Sostenibilità
Le mosse del gigante nella partita finale
Il ruolo decisivo della Cina ai tavoli del negoziato globale
Dopo la svolta di Hu Jintao, tutti attendono di capire come si comporterà il colosso asiatico. Che punta a non diventare il capro espiatorio di un eventuale fallimento Minacciano di ritirarsi dalla conferenza di Copenhagen se i Paesi industrializzati non si impegneranno a un maggiore taglio delle emissioni e a un più consistente investimento economico. È stata questa la posizione della Cina e del G77, il gruppo dei Paesi in via di sviluppo, a Barcellona, durante le ultime trattative Onu prima del summit di dicembre.
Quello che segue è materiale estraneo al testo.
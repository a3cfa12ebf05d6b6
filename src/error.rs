use std::num::ParseFloatError;
use thiserror::Error;

#[derive(Error, Debug)]
pub enum GradeError {
    #[error("IO Error: {0}")]
    Io(#[from] std::io::Error),

    #[error("CSV Parsing Error: {0}")]
    Csv(#[from] csv::Error),

    #[error("JSON Error: {0}")]
    Json(#[from] serde_json::Error),

    #[error("Missing block from config file: {0}")]
    MissingSection(String),

    #[error("Length mismatch in {what}: expected {expected} entries, found {found}")]
    LengthMismatch {
        what: String,
        expected: usize,
        found: usize,
    },

    #[error("Penalty not defined for keys {first} -> {second}: {reason}")]
    UndefinedPenalty {
        first: String,
        second: String,
        reason: String,
    },

    #[error("Malformed number in {field}: '{value}'")]
    Numeric {
        field: String,
        value: String,
        #[source]
        source: ParseFloatError,
    },

    #[error("Configuration Error: {0}")]
    Config(String),

    #[error("Data Validation Error: {0}")]
    Validation(String),
}

pub type GradeResult<T> = Result<T, GradeError>;

/// Parses a float, tagging failures with the field they came from.
pub fn parse_number(value: &str, field: &str) -> GradeResult<f64> {
    let trimmed = value.trim();
    trimmed.parse().map_err(|source| GradeError::Numeric {
        field: field.to_string(),
        value: trimmed.to_string(),
        source,
    })
}
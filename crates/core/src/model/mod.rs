//! PDF object model.
//!
//! - `objects` - PDF object types (PDFObject, PDFStream, PDFObjRef)

pub mod objects;

pub use objects::{PDFDict, PDFObjRef, PDFObject, PDFStream};
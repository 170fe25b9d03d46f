//! PDF object types.

use crate::codec::filters;
use crate::error::{PdfError, Result};
use bytes::Bytes;
use std::collections::HashMap;

/// Dictionary payload shared by dictionaries and stream headers.
pub type PDFDict = HashMap<String, PDFObject>;

/// A direct PDF value. Indirect objects are stored in the document's
/// object table and referenced through [`PDFObject::Ref`].
#[derive(Debug, Clone, PartialEq)]
pub enum PDFObject {
    Null,
    Bool(bool),
    Int(i64),
    Real(f64),
    /// Name without the leading slash.
    Name(String),
    /// Literal or hex string, as raw bytes.
    String(Vec<u8>),
    Array(Vec<Self>),
    Dict(PDFDict),
    Stream(Box<PDFStream>),
    Ref(PDFObjRef),
}

impl PDFObject {
    pub fn name(name: &str) -> Self {
        Self::Name(name.to_string())
    }

    /// Reference to object `objid`, generation 0.
    pub const fn reference(objid: u32) -> Self {
        Self::Ref(PDFObjRef::new(objid, 0))
    }

    pub fn number_array(values: &[f64]) -> Self {
        Self::Array(values.iter().map(|&v| Self::from_f64(v)).collect())
    }

    /// Integral values become `Int`, everything else `Real`.
    pub fn from_f64(value: f64) -> Self {
        if value.fract() == 0.0 && value.abs() < i64::MAX as f64 {
            Self::Int(value as i64)
        } else {
            Self::Real(value)
        }
    }

    pub const fn is_null(&self) -> bool {
        matches!(self, Self::Null)
    }

    fn mismatch(&self, expected: &'static str) -> PdfError {
        PdfError::TypeError {
            expected,
            got: self.type_name(),
        }
    }

    pub fn as_bool(&self) -> Result<bool> {
        if let Self::Bool(b) = self { Ok(*b) } else { Err(self.mismatch("bool")) }
    }

    pub fn as_int(&self) -> Result<i64> {
        if let Self::Int(n) = self { Ok(*n) } else { Err(self.mismatch("int")) }
    }

    /// Int or Real, as `f64`.
    pub fn as_num(&self) -> Result<f64> {
        match self {
            Self::Int(n) => Ok(*n as f64),
            Self::Real(x) => Ok(*x),
            _ => Err(self.mismatch("number")),
        }
    }

    pub fn as_name(&self) -> Result<&str> {
        if let Self::Name(n) = self { Ok(n) } else { Err(self.mismatch("name")) }
    }

    pub fn as_string(&self) -> Result<&[u8]> {
        if let Self::String(bytes) = self { Ok(bytes) } else { Err(self.mismatch("string")) }
    }

    pub fn as_array(&self) -> Result<&Vec<Self>> {
        if let Self::Array(items) = self { Ok(items) } else { Err(self.mismatch("array")) }
    }

    /// Dictionaries, and the header dictionary of streams.
    pub fn as_dict(&self) -> Result<&PDFDict> {
        match self {
            Self::Dict(dict) => Ok(dict),
            Self::Stream(stream) => Ok(&stream.attrs),
            _ => Err(self.mismatch("dict")),
        }
    }

    pub fn as_dict_mut(&mut self) -> Result<&mut PDFDict> {
        let got = self.type_name();
        match self {
            Self::Dict(dict) => Ok(dict),
            Self::Stream(stream) => Ok(&mut stream.attrs),
            _ => Err(PdfError::TypeError {
                expected: "dict",
                got,
            }),
        }
    }

    pub fn as_stream(&self) -> Result<&PDFStream> {
        if let Self::Stream(stream) = self { Ok(stream) } else { Err(self.mismatch("stream")) }
    }

    /// Short type label used in error messages.
    pub const fn type_name(&self) -> &'static str {
        match self {
            Self::Null => "null",
            Self::Bool(_) => "bool",
            Self::Int(_) => "int",
            Self::Real(_) => "real",
            Self::Name(_) => "name",
            Self::String(_) => "string",
            Self::Array(_) => "array",
            Self::Dict(_) => "dict",
            Self::Stream(_) => "stream",
            Self::Ref(_) => "ref",
        }
    }

    /// Call `f` on every reference reachable inside this object (not following them).
    pub fn for_each_ref(&self, f: &mut impl FnMut(&PDFObjRef)) {
        match self {
            Self::Ref(r) => f(r),
            Self::Array(items) => items.iter().for_each(|item| item.for_each_ref(f)),
            Self::Dict(dict) => dict.values().for_each(|v| v.for_each_ref(f)),
            Self::Stream(stream) => stream.attrs.values().for_each(|v| v.for_each_ref(f)),
            _ => {}
        }
    }

    /// Rewrite every reference inside this object in place.
    pub fn map_refs(&mut self, f: &mut impl FnMut(&PDFObjRef) -> PDFObject) {
        match self {
            Self::Ref(r) => *self = f(r),
            Self::Array(items) => items.iter_mut().for_each(|item| item.map_refs(f)),
            Self::Dict(dict) => dict.values_mut().for_each(|v| v.map_refs(f)),
            Self::Stream(stream) => stream.attrs.values_mut().for_each(|v| v.map_refs(f)),
            _ => {}
        }
    }
}

impl From<PDFDict> for PDFObject {
    fn from(dict: PDFDict) -> Self {
        Self::Dict(dict)
    }
}

impl From<PDFStream> for PDFObject {
    fn from(stream: PDFStream) -> Self {
        Self::Stream(Box::new(stream))
    }
}

/// `objid genno R`.
#[derive(Debug, Clone, Copy, PartialEq, Eq, Hash)]
pub struct PDFObjRef {
    pub objid: u32,
    pub genno: u32,
}

impl PDFObjRef {
    pub const fn new(objid: u32, genno: u32) -> Self {
        Self { objid, genno }
    }
}

/// A stream: header dictionary plus payload.
///
/// `rawdata` is the encoded payload exactly as it is (or will be) stored in
/// the file, after any decryption has been applied.
#[derive(Debug, Clone, PartialEq)]
pub struct PDFStream {
    pub attrs: PDFDict,
    rawdata: Bytes,
}

impl PDFStream {
    pub fn new(attrs: PDFDict, rawdata: impl Into<Bytes>) -> Self {
        Self {
            attrs,
            rawdata: rawdata.into(),
        }
    }

    /// Create a Flate-compressed stream from plain bytes.
    pub fn flate(mut attrs: PDFDict, plain: &[u8]) -> Result<Self> {
        let encoded = filters::flate_encode(plain)?;
        attrs.insert("Filter".into(), PDFObject::name("FlateDecode"));
        attrs.remove("DecodeParms");
        Ok(Self::new(attrs, encoded))
    }

    /// Payload as stored, still filtered.
    pub fn get_rawdata(&self) -> &[u8] {
        self.rawdata.as_ref()
    }

    /// Replace the raw payload, keeping the dictionary.
    pub fn set_rawdata(&mut self, data: impl Into<Bytes>) {
        self.rawdata = data.into();
    }

    /// Decode the payload through every filter except image codecs.
    ///
    /// Image filters (DCTDecode, JPXDecode, ...) are left applied; callers
    /// check [`filters::image_filter`] to hand such data to the image decoder.
    pub fn decode(&self) -> Result<Vec<u8>> {
        filters::decode_stream(&self.rawdata, &self.attrs)
    }

    pub fn contains(&self, name: &str) -> bool {
        self.attrs.contains_key(name)
    }

    pub fn get(&self, name: &str) -> Option<&PDFObject> {
        self.attrs.get(name)
    }

    /// `/Type` of the stream, if any.
    pub fn type_name(&self) -> Option<&str> {
        self.get("Type").and_then(|t| t.as_name().ok())
    }
}

/// Look up `key` and read it as a number.
pub fn dict_num(dict: &PDFDict, key: &str) -> Option<f64> {
    dict.get(key).and_then(|v| v.as_num().ok())
}

/// Look up `key` and read it as an integer.
pub fn dict_int(dict: &PDFDict, key: &str) -> Option<i64> {
    dict.get(key).and_then(|v| v.as_int().ok())
}

/// Look up `key` and read it as a name.
pub fn dict_name<'a>(dict: &'a PDFDict, key: &str) -> Option<&'a str> {
    dict.get(key).and_then(|v| v.as_name().ok())
}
Intanto, in vista della prossima visita di Obama a Pechino, il presidente cinese Hu Jintao ha affermato che la Cina vuole un esito positivo dei negoziati.
«Tutte le parti, comprese la Cina e gli Stati Uniti», ha detto Hu Jintao, «sono interessate a raggiungere un ampio consenso sulla base del principio delle responsabilità comuni, ma differenziate». Secondo Pan Jiahua, un esperto della Chinese Academy of Social Sciences, «le speranze che si arrivi a un trattato vincolante per dimezzare le emissioni di gas serra per il 2050 sono molto deboli». Sembra più probabile che si raggiunga inizialmente un accordo politico. I toni del delegato Usa per il clima, Todd Stern, fanno affievolire ulteriormente la speranza che l’incontro tra Obama e Hu Jintao porti a un progresso concreto, anche se il vertice tra i due leader potrebbe rafforzare una base di fiducia reciproca, che faciliterebbe un accordo globale. Alcuni ormai pensano che Copenhagen non sarà il punto di arrivo, ma quello di partenza.
Wang Ke, professore di Politica ambientale all’università Renmin di Pechino, fa notare: «La Cina vuole evitare di diventare il capro espiatorio, nel caso di un fallimento delle trattative». In aprile, quando il gigante asiatico ha cambiato le sue posizioni in seguito alle aperture statunitensi, Su Wei, negoziatore cinese per il clima, ha affermato: «Non abbiamo ancora raggiunto la fase in cui possiamo ridurre le emissioni totali, ma possiamo ridurre l’intensità di carbonio».
La posizione cinese è considerata spesso il maggiore ostacolo al raggiungimento di un accordo post Kyoto: i Paesi in via di sviluppo non avranno l’obbligo di rispettare obiettivi fissati a livello internazionale finché non avranno vinto la povertà al loro interno. Ma d’altra parte la Cina afferma che i Paesi ricchi non fanno abbastanza per tagliare le loro emissioni di gas serra, né per sostenere lo sviluppo delle tecnologie pulite nel Sud del mondo.
Oggi, almeno, il governo cinese riconosce l’esistenza del problema. E nel 2007 ha istituito un Programma nazionale sui cambiamenti climatici. Il gigante asiatico è particolarmente vulnerabile al surriscaldamento globale, soprattutto per lo scioglimento dei ghiacci sull’Himalaya. Ha già sperimentato l’intensificarsi di eventi catastrofici come siccità e alluvioni e la diminuzione dei terreni agricoli in Asia centrale.
Ma secondo Julian Hunt, esperto di clima all’University College di Londra, la Cina non arresterà la sua crescita. «Il governo prevede un aumento del Pil di 6 punti percentuali all’anno per i prossimi 40 anni», afferma in un articolo apparso sul New Scientist, «e il motore di questa crescita saranno le fonti fossili, in particolare il carbone. La politica della Cina è quella di migliorare l’efficienza energetica, ma anche così, probabilmente, le emissioni di gas serra del Paese raddoppieranno nel 2050. Ciò che possono fare i Paesi industrializzati è fornire assistenza tecnologica, ad esempio per i sistemi di cattura e stoccaggio della CO2. Ma prima di tutto devono impegnarsi loro stessi a tagliare le proprie emissioni almeno dell’80% per il 2050».